Necrobots: When Even Robot Grippers Need Bad Dreams
Rice University scientists have created “necrobots,” a particularly creepy method where dead spiders are used to grip delicate objects.
Have you ever wondered how to make the claw machine at the arcade creepier? Scientists at Rice University have developed the answer: necrobots! Perhaps the two roots of the word “necrobot” sound familiar: necro-, meaning of the dead, and bot, short for robots. Imagine that in your head, and these scientists have created exactly what you’re thinking.
In a recent peer-reviewed publication, scientists have used fancy science-y sounding language to show their latest creation: a robot made from a dead wolf spider. As it turns out, this dead spider gripper is quite strong, lifting up to 130% of its body weight, mainly a bigger, dead wolf spider.

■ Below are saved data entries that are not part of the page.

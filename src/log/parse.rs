use crate::log::row::SampleRow;
use anyhow::{Context, anyhow, bail};
use serde::Deserialize;
use std::fs;
use std::path::{Path, PathBuf};

const NANOS_PER_MS: f64 = 1_000_000.0;
const BYTES_PER_KB: f64 = 1024.0;

/// One line of the client's JSON log, reduced to the keys we read.
/// Everything else (timestamp, level, target, the spans stack, ...) is
/// ignored by serde.
#[derive(Debug, Deserialize)]
struct LogRecord {
    #[serde(default)]
    span: Option<SpanContext>,
    #[serde(default)]
    fields: EventFields,
}

/// Context recorded on the client's request-processing span.
#[derive(Debug, Deserialize)]
struct SpanContext {
    #[serde(default)]
    frame_count: Option<u64>,
    #[serde(default)]
    object_count: Option<u64>,
}

#[derive(Debug, Default, Deserialize)]
struct EventFields {
    #[serde(default)]
    latency_in_nanos: Option<u64>,
    #[serde(default)]
    msg_len: Option<u64>,
}

/// List the `*.log` files directly inside `dir`, sorted by path.
///
/// No recursion. An empty result is not an error here; a run with no
/// samples fails later at the trend fit.
pub fn discover_log_files(dir: &str) -> anyhow::Result<Vec<PathBuf>> {
    let pattern = Path::new(dir).join("*.log");
    let pattern = pattern.to_string_lossy();

    let mut files = Vec::new();
    for entry in glob::glob(&pattern).with_context(|| format!("bad glob pattern {}", pattern))? {
        files.push(entry?);
    }
    files.sort();
    Ok(files)
}

/// Parse one benchmark log file into latency samples.
///
/// Each line is a JSON object in the tracing flat-JSON shape:
///
/// {"span": {"frame_count": 17, "object_count": 120, ...},
///  "fields": {"latency_in_nanos": 5000000, "msg_len": 2048, ...}, ...}
///
/// A record is kept iff `fields.latency_in_nanos` is present; records
/// without it (request-send events, span lifecycle events) are skipped.
/// Kept records must carry the frame, object count and message length, and
/// every line must be well-formed JSON; anything else aborts the run with a
/// file:line diagnostic.
pub fn parse_log_file(path: &Path) -> anyhow::Result<Vec<SampleRow>> {
    let text =
        fs::read_to_string(path).with_context(|| format!("read log file {}", path.display()))?;

    let mut out = Vec::new();
    for (lineno, line) in text.lines().enumerate() {
        let lno = lineno + 1;

        if line.trim().is_empty() {
            continue;
        }

        let record: LogRecord = serde_json::from_str(line)
            .with_context(|| format!("log parse error at {}:{}", path.display(), lno))?;

        let Some(latency_in_nanos) = record.fields.latency_in_nanos else {
            continue;
        };

        let span = record.span.ok_or_else(|| {
            anyhow!(
                "latency record without span context at {}:{}",
                path.display(),
                lno
            )
        })?;
        let frame = require(span.frame_count, "span.frame_count", path, lno)?;
        let object_count = require(span.object_count, "span.object_count", path, lno)?;
        let msg_len = require(record.fields.msg_len, "fields.msg_len", path, lno)?;

        out.push(SampleRow {
            frame,
            object_count,
            latency_ms: latency_in_nanos as f64 / NANOS_PER_MS,
            size_kb: msg_len as f64 / BYTES_PER_KB,
        });
    }

    Ok(out)
}

fn require(value: Option<u64>, key: &str, path: &Path, lno: usize) -> anyhow::Result<u64> {
    match value {
        Some(v) => Ok(v),
        None => bail!(
            "latency record missing {} at {}:{}",
            key,
            path.display(),
            lno
        ),
    }
}

#[cfg(test)]
mod tests {
    use super::*;
    use pretty_assertions::assert_eq;
    use tempfile::tempdir;

    fn write_log(dir: &Path, name: &str, contents: &str) -> PathBuf {
        let path = dir.join(name);
        fs::write(&path, contents).unwrap();
        path
    }

    #[test]
    fn test_discovers_only_log_files_sorted() {
        let tmp = tempdir().unwrap();
        write_log(tmp.path(), "client_b.log", "");
        write_log(tmp.path(), "client_a.log", "");
        write_log(tmp.path(), "notes.txt", "");

        let files = discover_log_files(tmp.path().to_str().unwrap()).unwrap();
        let names: Vec<_> = files
            .iter()
            .map(|p| p.file_name().unwrap().to_str().unwrap().to_string())
            .collect();
        assert_eq!(names, vec!["client_a.log", "client_b.log"]);
    }

    #[test]
    fn test_discovery_does_not_recurse() {
        let tmp = tempdir().unwrap();
        fs::create_dir(tmp.path().join("nested")).unwrap();
        write_log(&tmp.path().join("nested"), "inner.log", "");

        let files = discover_log_files(tmp.path().to_str().unwrap()).unwrap();
        assert_eq!(files, Vec::<PathBuf>::new());
    }

    #[test]
    fn test_parses_and_converts_units() {
        let tmp = tempdir().unwrap();
        let path = write_log(
            tmp.path(),
            "client.log",
            r#"{"span":{"frame_count":17,"object_count":120},"fields":{"latency_in_nanos":5000000,"msg_len":2048}}"#,
        );

        let rows = parse_log_file(&path).unwrap();
        assert_eq!(
            rows,
            vec![SampleRow {
                frame: 17,
                object_count: 120,
                latency_ms: 5.0,
                size_kb: 2.0,
            }]
        );
    }

    #[test]
    fn test_ignores_extra_keys() {
        let tmp = tempdir().unwrap();
        let path = write_log(
            tmp.path(),
            "client.log",
            r#"{"timestamp":"2023-01-12T09:14:03.123Z","level":"DEBUG","target":"netphys_client::client","span":{"frame_count":1,"object_count":4,"name":"process_requests"},"spans":[{"name":"process_requests"}],"fields":{"latency_in_nanos":1000000,"msg_len":1024,"response_type":"SimulationResult","message":"Received response"}}"#,
        );

        let rows = parse_log_file(&path).unwrap();
        assert_eq!(rows.len(), 1);
        assert_eq!(rows[0].latency_ms, 1.0);
        assert_eq!(rows[0].size_kb, 1.0);
    }

    #[test]
    fn test_skips_records_without_latency() {
        let tmp = tempdir().unwrap();
        // A request-send event (msg_len but no latency) and a bare event
        // with no span at all; neither contributes a sample.
        let path = write_log(
            tmp.path(),
            "client.log",
            concat!(
                r#"{"span":{"frame_count":1,"object_count":4},"fields":{"msg_len":512,"request_type":"Step"}}"#,
                "\n",
                r#"{"fields":{"message":"connected to server"}}"#,
                "\n",
                r#"{"span":{"frame_count":1,"object_count":4},"fields":{"latency_in_nanos":2000000,"msg_len":1024}}"#,
                "\n",
            ),
        );

        let rows = parse_log_file(&path).unwrap();
        assert_eq!(rows.len(), 1);
        assert_eq!(rows[0].latency_ms, 2.0);
    }

    #[test]
    fn test_skips_blank_lines() {
        let tmp = tempdir().unwrap();
        let path = write_log(
            tmp.path(),
            "client.log",
            "\n\n{\"span\":{\"frame_count\":1,\"object_count\":1},\"fields\":{\"latency_in_nanos\":1000000,\"msg_len\":1024}}\n\n",
        );

        let rows = parse_log_file(&path).unwrap();
        assert_eq!(rows.len(), 1);
    }

    #[test]
    fn test_malformed_json_is_fatal() {
        let tmp = tempdir().unwrap();
        let path = write_log(
            tmp.path(),
            "client.log",
            concat!(
                r#"{"span":{"frame_count":1,"object_count":1},"fields":{"latency_in_nanos":1000000,"msg_len":1024}}"#,
                "\n",
                "this is not json\n",
            ),
        );

        let err = parse_log_file(&path).unwrap_err();
        assert!(format!("{:#}", err).contains(":2"));
    }

    #[test]
    fn test_latency_record_without_span_is_fatal() {
        let tmp = tempdir().unwrap();
        let path = write_log(
            tmp.path(),
            "client.log",
            r#"{"fields":{"latency_in_nanos":1000000,"msg_len":1024}}"#,
        );

        let err = parse_log_file(&path).unwrap_err();
        assert!(format!("{:#}", err).contains("span context"));
    }

    #[test]
    fn test_latency_record_missing_msg_len_is_fatal() {
        let tmp = tempdir().unwrap();
        let path = write_log(
            tmp.path(),
            "client.log",
            r#"{"span":{"frame_count":1,"object_count":1},"fields":{"latency_in_nanos":1000000}}"#,
        );

        let err = parse_log_file(&path).unwrap_err();
        assert!(format!("{:#}", err).contains("fields.msg_len"));
    }
}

Researchers have developed the creepiest possible method of gripping objects: using spider legs! Image (modified) used courtesy of Wiley Online Library
The Morbid Details
Faye Yap, a mechanical engineering PhD candidate at Rice, started with the question, “Why do spiders curl up when they die?” Her investigation led to the conclusion that spider legs are operated hydraulically. When they die, the fluid dries out, causing the legs to retract. If the spider legs operate as a hydraulic machine, she next asked, could a fluid injection control the movement of legs?
To set up this experiment, researchers placed a syringe in the carcass of one spider and sealed it in place with a strong adhesive. When the syringe injects fluid into the spider, the legs open. When the syringe withdraws the fluid, the spider’s legs close.
When injected with fluid, the spider’s legs act as ‘grippers,’ allowing it to pull a jumper wire out of a breadboard. Image used courtesy of Wiley Online Library
How strong is its grip? Besides lifting another, larger spider, this research team found out that the dead robot spider was strong enough to pull wires out of a breadboard. Furthermore, the necrobotic spiders were good for several hundred cycles before the spider bodies broke down.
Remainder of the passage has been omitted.